Esse tipo de retórica é parecido com aquele que emerge dos ressentimentos obsessivos da direita em relação aos protestos por justiça racial durante jogos esportivos ou à decisão da Liga Principal de Beisebol de retirar o All-Star Game da Geórgia em resposta à aprovação pelo estado de legislação eleitoral regressiva e racista. Desde que Colin Kaepernick se ajoelhou durante o Hino Nacional, a mídia de direita não tem amado nada mais do que dizer aos seus telespectadores que os atletas que pretendem construir um mundo melhor ou privilegiar sua saúde física ou mental não estão apenas arruinando os esportes, mas o próprio país.

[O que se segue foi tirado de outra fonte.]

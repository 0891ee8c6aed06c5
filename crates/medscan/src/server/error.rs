//! Mapping from analysis errors to HTTP responses.

use axum::{
    http::StatusCode,
    response::{IntoResponse, Response},
    Json,
};
use medscan_core::AnalysisError;
use serde_json::json;

/// Error returned by handlers; renders as `{"error": "<message>"}`.
#[derive(Debug)]
pub struct ApiError(pub AnalysisError);

impl From<AnalysisError> for ApiError {
    fn from(err: AnalysisError) -> Self {
        Self(err)
    }
}

impl IntoResponse for ApiError {
    fn into_response(self) -> Response {
        let status = if self.0.is_rejection() {
            tracing::warn!("Request rejected: {}", self.0);
            StatusCode::BAD_REQUEST
        } else {
            tracing::error!("Analysis failed: {}", self.0);
            StatusCode::INTERNAL_SERVER_ERROR
        };

        (status, Json(json!({ "error": self.0.to_string() }))).into_response()
    }
}

#[cfg(test)]
mod tests {
    use super::*;

    #[test]
    fn test_status_mapping() {
        let rejected = ApiError(AnalysisError::NotMedical {
            caption: "a dog".to_string(),
        })
        .into_response();
        assert_eq!(rejected.status(), StatusCode::BAD_REQUEST);

        let failed = ApiError(AnalysisError::Llm {
            message: "HTTP 502".to_string(),
            status_code: Some(502),
        })
        .into_response();
        assert_eq!(failed.status(), StatusCode::INTERNAL_SERVER_ERROR);
    }
}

A coisa mais deprimente sobre todos esses comentários é que, apesar de todo o vitríolo operístico e do volume de saliva quente em exibição durante esses discursos exagerados contra aqueles que estão no escalão superior do mundo do esporte, nenhum desses críticos realmente se importa. Eles não estão interessados ​​em ginástica. Nenhum deles tem um interesse autêntico por Simone Biles. Assim como ajoelhar não arruinou a NFL, a retirada de Biles das Olimpíadas não arruinou as Olimpíadas ou, por falar nisso, a América. Mas oportunistas cínicos contam com oportunidades cínicas. As conquistas de Biles e seu nível profundo de força mental – mostrado não apenas no volume de suas conquistas, mas também no fato de que ela é a única vítima do predador sexual Larry Nasser ainda representando a equipe dos EUA – são óbvias. Mas eles foram descartados no instante em que ela tropeçou em uma narrativa preexistente que poderia dirigir indignação e atenção para vendedores ambulantes sem talento como Kirk e Travis.

Mas também aponta para outro problema emergente à direita em 2021. Se Donald Trump ainda tivesse sua conta no Twitter, nós sabe qual seria a opinião dele: Biles era uma desistente, ela era fraca, uma perdedora que não conseguia hackear no nível mais alto. Essa tomada horrível teria liderado as notícias nacionais – e internacionais – pelas próximas 48 horas, gerando milhares de postagens em blogs e vídeos de reação. Trump se foi, mas o apetite por esse tipo de ultraje ainda existe. Há um vácuo de atenção, e amadores indignados como Kirk e Travis estão correndo para preenchê-lo, produzindo um fluxo interminável de porão reacionário a cada hora. Eles não se importam com o que estão dizendo. A sorte deles depende da esperança de que você o faça.